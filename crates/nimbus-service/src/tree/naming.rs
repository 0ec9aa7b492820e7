//! Sibling name resolution: `Base (n)Ext`.

use std::collections::HashSet;

use chrono::Utc;
use uuid::Uuid;

use nimbus_core::error::AppError;
use nimbus_core::result::AppResult;
use nimbus_database::NodeStore;
use nimbus_entity::node::NodeKind;

/// Numbered candidates tried before the timestamp fallback.
const MAX_NUMBERED_ATTEMPTS: u32 = 1000;

/// Longest accepted display name, in characters.
pub const MAX_NAME_CHARS: usize = 255;

/// Trim and validate a user-supplied name.
pub fn normalize_name(name: &str) -> AppResult<String> {
    let trimmed = name.trim();
    if trimmed.is_empty() {
        return Err(AppError::validation("Name cannot be empty"));
    }
    if trimmed.chars().count() > MAX_NAME_CHARS {
        return Err(AppError::validation(format!(
            "Name cannot be longer than {MAX_NAME_CHARS} characters"
        )));
    }
    if trimmed.contains(['/', '\\', '\0']) {
        return Err(AppError::validation("Name cannot contain '/', '\\' or NUL"));
    }
    Ok(trimmed.to_string())
}

/// Split a file name at its last dot. A leading dot is part of the base
/// (`.env` has no extension) and folders never have one.
pub fn split_extension(name: &str, kind: NodeKind) -> (&str, &str) {
    if kind.is_folder() {
        return (name, "");
    }
    match name.rfind('.') {
        Some(index) if index > 0 => name.split_at(index),
        _ => (name, ""),
    }
}

/// First name not in `taken`: the bare name, then `Base (1)Ext` up to
/// `Base (1000)Ext`, then a millisecond-timestamp suffix.
pub fn next_available_name(desired: &str, kind: NodeKind, taken: &HashSet<String>) -> String {
    if !taken.contains(desired) {
        return desired.to_string();
    }

    let (base, ext) = split_extension(desired, kind);
    for n in 1..=MAX_NUMBERED_ATTEMPTS {
        let candidate = format!("{base} ({n}){ext}");
        if !taken.contains(&candidate) {
            return candidate;
        }
    }
    format!("{base} ({}){ext}", Utc::now().timestamp_millis())
}

/// Resolve a free name among the live siblings of one kind under `parent_id`.
pub async fn available_name(
    nodes: &dyn NodeStore,
    owner_id: Uuid,
    parent_id: Option<Uuid>,
    kind: NodeKind,
    desired: &str,
) -> AppResult<String> {
    let taken: HashSet<String> = nodes
        .sibling_names(owner_id, parent_id, kind)
        .await?
        .into_iter()
        .collect();
    Ok(next_available_name(desired, kind, &taken))
}

#[cfg(test)]
mod tests {
    use super::*;

    fn taken(names: &[&str]) -> HashSet<String> {
        names.iter().map(|s| s.to_string()).collect()
    }

    #[test]
    fn test_bare_name_when_free() {
        assert_eq!(
            next_available_name("Report.pdf", NodeKind::File, &taken(&[])),
            "Report.pdf"
        );
    }

    #[test]
    fn test_numbered_before_extension() {
        let names = taken(&["Report.pdf"]);
        assert_eq!(
            next_available_name("Report.pdf", NodeKind::File, &names),
            "Report (1).pdf"
        );
        let names = taken(&["Report.pdf", "Report (1).pdf"]);
        assert_eq!(
            next_available_name("Report.pdf", NodeKind::File, &names),
            "Report (2).pdf"
        );
    }

    #[test]
    fn test_folders_and_dotfiles_keep_the_whole_name_as_base() {
        let names = taken(&["v1.2", ".env"]);
        assert_eq!(next_available_name("v1.2", NodeKind::Folder, &names), "v1.2 (1)");
        assert_eq!(next_available_name(".env", NodeKind::File, &names), ".env (1)");
        assert_eq!(split_extension("archive.tar.gz", NodeKind::File), ("archive.tar", ".gz"));
    }

    #[test]
    fn test_timestamp_fallback_after_exhaustion() {
        let mut names = taken(&["a.txt"]);
        for n in 1..=MAX_NUMBERED_ATTEMPTS {
            names.insert(format!("a ({n}).txt"));
        }
        let name = next_available_name("a.txt", NodeKind::File, &names);
        assert!(!names.contains(&name));
        assert!(name.starts_with("a ("));
        assert!(name.ends_with(").txt"));
    }

    #[test]
    fn test_normalize_name() {
        assert_eq!(normalize_name("  Notes  ").unwrap(), "Notes");
        assert!(normalize_name("   ").is_err());
        assert!(normalize_name("a/b").is_err());
        assert!(normalize_name(&"x".repeat(256)).is_err());
    }
}
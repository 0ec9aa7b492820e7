//! Schema migrations embedded from `migrations/`.

use sqlx::PgPool;
use sqlx::migrate::Migrator;
use tracing::info;

use nimbus_core::error::{AppError, ErrorKind};

static MIGRATOR: Migrator = sqlx::migrate!("../../migrations");

/// Bring the schema up to the newest embedded migration.
pub async fn run_migrations(pool: &PgPool) -> Result<(), AppError> {
    let latest = MIGRATOR.iter().map(|m| m.version).max().unwrap_or_default();
    info!(
        known = MIGRATOR.iter().count(),
        latest_version = latest,
        "Applying schema migrations"
    );

    MIGRATOR.run(pool).await.map_err(|e| {
        AppError::with_source(ErrorKind::Database, format!("Schema migration failed: {e}"), e)
    })?;

    info!(version = latest, "Schema is up to date");
    Ok(())
}
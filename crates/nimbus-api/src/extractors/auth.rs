//! Identity extractors: pull the bearer token, verify it, and mirror the
//! identity into the user directory.

use axum::extract::FromRequestParts;
use axum::http::header;
use axum::http::request::Parts;
use tracing::debug;

use nimbus_core::error::AppError;
use nimbus_service::{Principal, RequestContext};

use crate::error::ApiError;
use crate::state::AppState;

/// Extracted authenticated user context available in handlers.
#[derive(Debug, Clone)]
pub struct AuthUser(pub RequestContext);

impl AuthUser {
    /// Returns the inner `RequestContext`.
    pub fn context(&self) -> &RequestContext {
        &self.0
    }
}

impl std::ops::Deref for AuthUser {
    type Target = RequestContext;
    fn deref(&self) -> &Self::Target {
        &self.0
    }
}

/// The caller's context when a valid token is present, anonymous otherwise.
#[derive(Debug, Clone)]
pub struct OptionalAuthUser(pub Option<RequestContext>);

impl OptionalAuthUser {
    /// The principal link resolution runs as.
    pub fn principal(&self) -> Principal {
        Principal::from_context(self.0.as_ref())
    }
}

fn bearer_token(parts: &Parts) -> Option<Result<&str, AppError>> {
    let value = parts.headers.get(header::AUTHORIZATION)?;
    Some(
        value
            .to_str()
            .ok()
            .and_then(|v| v.strip_prefix("Bearer "))
            .map(str::trim)
            .filter(|t| !t.is_empty())
            .ok_or_else(|| AppError::authentication("Invalid Authorization header format")),
    )
}

async fn authenticate(token: &str, state: &AppState) -> Result<RequestContext, AppError> {
    let claims = state.jwt_decoder.decode(token)?;
    state.known_users.sync(&claims).await?;
    Ok(RequestContext::new(
        claims.user_id(),
        claims.email,
        claims.name,
    ))
}

impl FromRequestParts<AppState> for AuthUser {
    type Rejection = ApiError;

    async fn from_request_parts(
        parts: &mut Parts,
        state: &AppState,
    ) -> Result<Self, Self::Rejection> {
        let token = bearer_token(parts)
            .ok_or_else(|| AppError::authentication("Missing Authorization header"))??;
        Ok(AuthUser(authenticate(token, state).await?))
    }
}

impl FromRequestParts<AppState> for OptionalAuthUser {
    type Rejection = ApiError;

    async fn from_request_parts(
        parts: &mut Parts,
        state: &AppState,
    ) -> Result<Self, Self::Rejection> {
        let token = match bearer_token(parts) {
            Some(Ok(token)) => token,
            Some(Err(_)) | None => return Ok(OptionalAuthUser(None)),
        };

        match authenticate(token, state).await {
            Ok(ctx) => Ok(OptionalAuthUser(Some(ctx))),
            Err(e) if e.is(nimbus_core::error::ErrorKind::Authentication) => {
                debug!(error = %e, "Ignoring invalid token on public route");
                Ok(OptionalAuthUser(None))
            }
            Err(e) => Err(e.into()),
        }
    }
}
//! Request/response logging middleware.

use std::time::Instant;

use axum::extract::Request;
use axum::middleware::Next;
use axum::response::Response;
use tracing::{info, warn};

/// Logs request method, path, status, and duration.
pub async fn request_logging(request: Request, next: Next) -> Response {
    let method = request.method().clone();
    let uri = request.uri().clone();
    let start = Instant::now();

    let response = next.run(request).await;

    let duration = start.elapsed();
    let status = response.status();

    if status.is_server_error() {
        warn!(
            method = %method,
            path = %uri.path(),
            status = %status.as_u16(),
            duration_ms = %duration.as_millis(),
            "HTTP request failed"
        );
    } else {
        info!(
            method = %method,
            path = %uri.path(),
            status = %status.as_u16(),
            duration_ms = %duration.as_millis(),
            "HTTP request"
        );
    }

    response
}
//! User repository implementation.

use async_trait::async_trait;
use sqlx::PgPool;
use uuid::Uuid;

use nimbus_core::error::{AppError, ErrorKind};
use nimbus_core::result::AppResult;
use nimbus_entity::user::{UpsertUser, User};

use crate::store::UserDirectory;

/// Repository for users mirrored from the identity provider.
#[derive(Debug, Clone)]
pub struct UserRepository {
    pool: PgPool,
}

impl UserRepository {
    /// Create a new user repository.
    pub fn new(pool: PgPool) -> Self {
        Self { pool }
    }
}

#[async_trait]
impl UserDirectory for UserRepository {
    async fn find_by_id(&self, id: Uuid) -> AppResult<Option<User>> {
        sqlx::query_as::<_, User>("SELECT * FROM users WHERE id = $1")
            .bind(id)
            .fetch_optional(&self.pool)
            .await
            .map_err(|e| AppError::with_source(ErrorKind::Database, "Failed to find user by id", e))
    }

    async fn find_by_email(&self, email: &str) -> AppResult<Option<User>> {
        sqlx::query_as::<_, User>("SELECT * FROM users WHERE LOWER(email) = LOWER($1)")
            .bind(email.trim())
            .fetch_optional(&self.pool)
            .await
            .map_err(|e| {
                AppError::with_source(ErrorKind::Database, "Failed to find user by email", e)
            })
    }

    async fn upsert(&self, user: &UpsertUser) -> AppResult<User> {
        sqlx::query_as::<_, User>(
            "INSERT INTO users (id, email, name, image) VALUES ($1, LOWER($2), $3, $4) \
             ON CONFLICT (id) DO UPDATE \
             SET email = EXCLUDED.email, name = EXCLUDED.name, image = EXCLUDED.image, \
                 updated_at = NOW() \
             RETURNING *",
        )
        .bind(user.id)
        .bind(user.email.trim())
        .bind(&user.name)
        .bind(&user.image)
        .fetch_one(&self.pool)
        .await
        .map_err(|e| AppError::with_source(ErrorKind::Database, "Failed to upsert user", e))
    }
}
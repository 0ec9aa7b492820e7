//! Sharing: link shares, named grants, and access resolution.

pub mod access;
pub mod link;
pub mod service;

pub use access::{AccessResolver, ResolvedAccess};
pub use link::LinkService;
pub use service::{
    GrantOutcome, GrantStatus, LinkShareView, PersonRole, PublicNode, ShareInfo, SharePerson,
    ShareService,
};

§ PROBLEM
Write out exactly the lines from the beginning of the material above through the line with "if trimmed.contains(['/', '\\', '\0'])", including both and omitting all others.

§ SOLUTION
filename crates/nimbus-service/src/tree/naming.rs
repository 0ec9aa7b492820e7
//! Sibling name resolution: `Base (n)Ext`.

use std::collections::HashSet;

use chrono::Utc;
use uuid::Uuid;

use nimbus_core::error::AppError;
use nimbus_core::result::AppResult;
use nimbus_database::NodeStore;
use nimbus_entity::node::NodeKind;

/// Numbered candidates tried before the timestamp fallback.
const MAX_NUMBERED_ATTEMPTS: u32 = 1000;

/// Longest accepted display name, in characters.
pub const MAX_NAME_CHARS: usize = 255;

/// Trim and validate a user-supplied name.
pub fn normalize_name(name: &str) -> AppResult<String> {
    let trimmed = name.trim();
    if trimmed.is_empty() {
        return Err(AppError::validation("Name cannot be empty"));
    }
    if trimmed.chars().count() > MAX_NAME_CHARS {
        return Err(AppError::validation(format!(
            "Name cannot be longer than {MAX_NAME_CHARS} characters"
        )));
    }
    if trimmed.contains(['/', '\\', '\0']) {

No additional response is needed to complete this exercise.